The lower drive shaft 14 is also formed with a splined segment 58, which is slidably received in an elongated, splined bushing 60 which serves as an extension of the lower drive shaft. The drive shaft and bushing are splined to provide for vertical movement of the shaft relative to the bushing, as is described in greater detail below. It will be understood that the splined interface causes the bushing to rotate when the lower drive shaft rotates.

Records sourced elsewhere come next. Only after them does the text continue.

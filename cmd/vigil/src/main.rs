//! Vigil CLI - alert rule validation and saving.
//!
//! Commands:
//! - `vigil validate` - Check a rule file locally
//! - `vigil save` - Save a rule and wait for verification
//! - `vigil delete` - Delete a rule
//! - `vigil members` - List organization members

use anyhow::Result;
use clap::{Args, Parser, Subcommand, ValueEnum};
use tracing_subscriber::EnvFilter;
use vigil_api::{ClientConfig, DEFAULT_BASE_URL};
use vigil_rule::RuleKind;

mod commands;

#[derive(Parser)]
#[command(name = "vigil")]
#[command(about = "Validate and save alert rules")]
#[command(version)]
struct Cli {
    /// Enable verbose output
    #[arg(short, long, global = true)]
    verbose: bool,

    #[command(subcommand)]
    command: Commands,
}

/// Backend connection flags shared by networked commands.
#[derive(Args)]
struct Connection {
    /// API root URL
    #[arg(long, env = "VIGIL_BASE_URL", default_value = DEFAULT_BASE_URL)]
    base_url: String,

    /// Auth token
    #[arg(long, env = "VIGIL_AUTH_TOKEN", hide_env_values = true)]
    token: String,

    /// Organization slug
    #[arg(long, env = "VIGIL_ORG")]
    org: String,

    /// Project slug
    #[arg(long, env = "VIGIL_PROJECT")]
    project: String,

    /// Request timeout in seconds
    #[arg(long, default_value_t = 30)]
    timeout: u64,
}

impl Connection {
    fn into_config(self) -> ClientConfig {
        ClientConfig {
            base_url: self.base_url,
            auth_token: self.token,
            organization: self.org,
            project: self.project,
            timeout_seconds: self.timeout,
        }
    }
}

#[derive(Clone, Copy, ValueEnum)]
enum Kind {
    Issue,
    Metric,
}

impl From<Kind> for RuleKind {
    fn from(kind: Kind) -> Self {
        match kind {
            Kind::Issue => Self::Issue,
            Kind::Metric => Self::Metric,
        }
    }
}

#[derive(Subcommand)]
enum Commands {
    /// Validate a rule file without contacting the backend
    Validate {
        /// Path to rule file (.json, .yaml or .yml)
        rule: String,

        /// Rule kind
        #[arg(short, long, value_enum, default_value = "metric")]
        kind: Kind,
    },

    /// Save a rule, waiting for asynchronous verification
    Save {
        /// Path to rule file (.json, .yaml or .yml)
        rule: String,

        /// Rule kind
        #[arg(short, long, value_enum, default_value = "metric")]
        kind: Kind,

        /// Save as a new copy of the rule
        #[arg(long)]
        duplicate: bool,

        /// Origin reported to the backend
        #[arg(long)]
        referrer: Option<String>,

        /// Skip checking email targets against the member list
        #[arg(long)]
        skip_members: bool,

        /// Write the saved rule to this path
        #[arg(short, long)]
        output: Option<String>,

        #[command(flatten)]
        connection: Connection,
    },

    /// Delete a rule
    Delete {
        /// Rule identifier
        id: String,

        /// Rule kind
        #[arg(short, long, value_enum, default_value = "metric")]
        kind: Kind,

        #[command(flatten)]
        connection: Connection,
    },

    /// List organization members
    Members {
        #[command(flatten)]
        connection: Connection,
    },
}

#[tokio::main]
async fn main() -> Result<()> {
    let cli = Cli::parse();

    let filter = if cli.verbose {
        EnvFilter::new("debug")
    } else {
        EnvFilter::new("info")
    };
    tracing_subscriber::fmt().with_env_filter(filter).init();

    match cli.command {
        Commands::Validate { rule, kind } => commands::validate::run(&rule, kind.into()),
        Commands::Save {
            rule,
            kind,
            duplicate,
            referrer,
            skip_members,
            output,
            connection,
        } => {
            commands::save::run(
                &rule,
                kind.into(),
                commands::save::Flags {
                    duplicate,
                    referrer,
                    check_members: !skip_members,
                    output,
                },
                connection.into_config(),
            )
            .await
        }
        Commands::Delete {
            id,
            kind,
            connection,
        } => commands::delete::run(&id, kind.into(), connection.into_config()).await,
        Commands::Members { connection } => commands::members::run(connection.into_config()).await,
    }
}
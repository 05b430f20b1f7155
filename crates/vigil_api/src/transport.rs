//! Backend operations the save workflow depends on.

use crate::error::{Error, Result};
use serde::{Deserialize, Serialize};
use serde_json::Value;
use std::future::Future;
use vigil_rule::{Rule, RuleKind};

/// Query flag telling the backend which rule schema the body uses.
pub const SCHEMA_FLAG: &str = "wizardV3";

/// A create or update request.
#[derive(Debug, Clone, PartialEq)]
pub struct SaveRequest {
    /// Endpoint family.
    pub kind: RuleKind,
    /// Rule to update; `None` creates a new rule.
    pub id: Option<String>,
    /// Sanitized body.
    pub payload: Rule,
    /// Whether the rule is a copy of an existing one.
    pub duplicate: bool,
    /// Free-form origin of the request.
    pub referrer: Option<String>,
}

impl SaveRequest {
    /// Query parameters sent with the request.
    pub fn query(&self) -> Vec<(&'static str, String)> {
        let mut query = vec![
            ("duplicateRule", self.duplicate.to_string()),
            (SCHEMA_FLAG, "true".to_string()),
        ];
        if let Some(referrer) = &self.referrer {
            query.push(("referrer", referrer.clone()));
        }
        query
    }
}

/// Response to a create or update request.
#[derive(Debug, Clone, PartialEq)]
pub enum SaveResponse {
    /// Rule persisted synchronously.
    Saved(Rule),
    /// HTTP 202: verification continues in the background.
    Accepted {
        /// Task identifier to poll.
        uuid: String,
    },
}

/// Status of an asynchronous verification task.
#[derive(Debug, Clone, PartialEq)]
pub enum TaskStatus {
    /// Still running.
    Pending,
    /// Verification failed, with the backend's reason if any.
    Failed(Option<String>),
    /// Verification finished and the rule was saved.
    Completed(Rule),
}

impl TaskStatus {
    /// Decodes a task status body.
    ///
    /// The finished rule is under `rule` for issue rules and `alertRule`
    /// for metric rules.
    ///
    /// # Errors
    ///
    /// Returns an error if a finished task carries no rule, or the rule is
    /// malformed.
    pub fn from_value(kind: RuleKind, value: &Value) -> Result<Self> {
        match value.get("status").and_then(Value::as_str) {
            Some("pending") => Ok(Self::Pending),
            Some("failed") => Ok(Self::Failed(
                value
                    .get("error")
                    .and_then(Value::as_str)
                    .map(ToString::to_string),
            )),
            _ => {
                let key = match kind {
                    RuleKind::Issue => "rule",
                    RuleKind::Metric => "alertRule",
                };
                let rule = value
                    .get(key)
                    .filter(|rule| !rule.is_null())
                    .ok_or_else(|| Error::Parse(format!("finished task has no '{key}'")))?;
                Ok(Self::Completed(Rule::from_value(kind, rule.clone())?))
            }
        }
    }
}

/// An organization member.
#[derive(Debug, Clone, PartialEq, Eq, Serialize, Deserialize)]
pub struct Member {
    /// Member identifier.
    pub id: String,
    /// Display name.
    #[serde(default)]
    pub name: String,
    /// Email address.
    #[serde(default)]
    pub email: String,
}

/// Calls into the rule persistence backend.
pub trait RuleTransport {
    /// Creates or updates a rule.
    fn save_rule(&self, request: SaveRequest) -> impl Future<Output = Result<SaveResponse>> + Send;

    /// Fetches the status of a verification task.
    fn fetch_task(
        &self,
        kind: RuleKind,
        uuid: &str,
    ) -> impl Future<Output = Result<TaskStatus>> + Send;

    /// Deletes a rule.
    fn delete_rule(&self, kind: RuleKind, id: &str) -> impl Future<Output = Result<()>> + Send;

    /// Lists the organization's members.
    fn list_members(&self) -> impl Future<Output = Result<Vec<Member>>> + Send;
}

#[cfg(test)]
mod tests {
    use super::*;
    use serde_json::json;
    use vigil_rule::MetricRule;

    #[test]
    fn query_carries_flags_and_referrer() {
        let request = SaveRequest {
            kind: RuleKind::Metric,
            id: None,
            payload: MetricRule::new("errors", "count()").into(),
            duplicate: true,
            referrer: Some("cli".into()),
        };
        assert_eq!(
            request.query(),
            vec![
                ("duplicateRule", "true".to_string()),
                ("wizardV3", "true".to_string()),
                ("referrer", "cli".to_string()),
            ]
        );
    }

    #[test]
    fn decodes_pending_and_failed() {
        let pending = TaskStatus::from_value(RuleKind::Issue, &json!({"status": "pending"}));
        assert_eq!(pending.unwrap(), TaskStatus::Pending);

        let failed = TaskStatus::from_value(
            RuleKind::Issue,
            &json!({"status": "failed", "error": "Channel not found"}),
        );
        assert_eq!(
            failed.unwrap(),
            TaskStatus::Failed(Some("Channel not found".into()))
        );
    }

    #[test]
    fn decodes_completed_metric_rule() {
        let value = json!({
            "status": "success",
            "alertRule": {"id": "7", "name": "errors", "aggregate": "count()", "timeWindow": 1,
                          "triggers": [{"label": "critical", "alertThreshold": 5}]}
        });
        let TaskStatus::Completed(rule) = TaskStatus::from_value(RuleKind::Metric, &value).unwrap()
        else {
            panic!("expected completed task");
        };
        assert_eq!(rule.id(), Some("7"));
    }

    #[test]
    fn finished_task_without_rule_is_a_parse_error() {
        let result = TaskStatus::from_value(RuleKind::Issue, &json!({"status": "success"}));
        assert!(matches!(result, Err(Error::Parse(_))));
    }
}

The pipe running tool 10 further includes the lower pipe engagement assembly 16, which in one embodiment comprises a torque transfer sleeve 62 which is securely connected to the lower end of the bushing 60 for rotation therewith. The torque transfer sleeve is generally annular and includes a pair of upwardly projecting arms 64 on diametrically opposed sides of the sleeve. The arms are formed with respective horizontal through passageways (not shown) into which are mounted respective bearings (not shown) which serve to journal a rotatable axle 70 therein, as described in greater detail below. The transfer sleeve connects at its lower end to a downwardly extending torque frame 72 in the form of a pair of tubular members 73, which in turn is coupled to a spider/elevator 74 which rotates with the torque frame. It will be apparent that the torque frame may take many, such as a plurality of tubular members, a solid body, or any other suitable structure.
The spider/elevator 74 is preferably powered by a hydraulic or pneumatic system, or alternatively by an electric drive motor or any other suitable powered system. In the embodiment disclosed, the spider/elevator includes a housing 75 which defines a central passageway 76 through which the pipe segment 11 may pass. The spider/elevator also includes a pair of hydraulic or pneumatic cylinders 77 with displaceable piston rods 78 (FIGS. 5A and 5B) which are connected through suitable pivotable linkages 79 to respective slips 80. The linkages are pivotally connected to both the top ends of the piston rods and to the top ends of the slips. The slips include generally planar front gripping surfaces 82, and specially contoured rear surfaces 84 which are designed with such a contour to cause the slips to travel between respective radially outwardly disposed, disengaged positions, and radially inwardly disposed, engaged positions. The rear surfaces of the slips travel along respective downwardly and radially inwardly projecting guiding members 86 which are complementarily contoured and securely connected to the spider body. The guiding members cooperate with the cylinders and linkages to cam the slips radially inwardly and force the slips into the respective engaged positions. Thus, the cylinders (or other actuating means) may be empowered to drive the piston rods downwardly, causing the corresponding linkages to be driven downwardly and therefore force the slips downwardly. The surfaces of the guiding members are angled to force the slips radially inwardly as they are driven downwardly to sandwich the pipe segment 11 between them, with the guiding members maintaining the slips in tight engagement with the pipe segment. To release the pipe segment 11, the cylinders 76 are operated in reverse to drive the piston rods upwardly, which draws the linkages upwardly and retracts the respective slips back to their disengaged positions to release the pipe segment. The guiding members are preferably formed with respective notches 81 which receive respective projecting portions 83 of the slips to lock the slips in the disengaged position (FIG. 5A).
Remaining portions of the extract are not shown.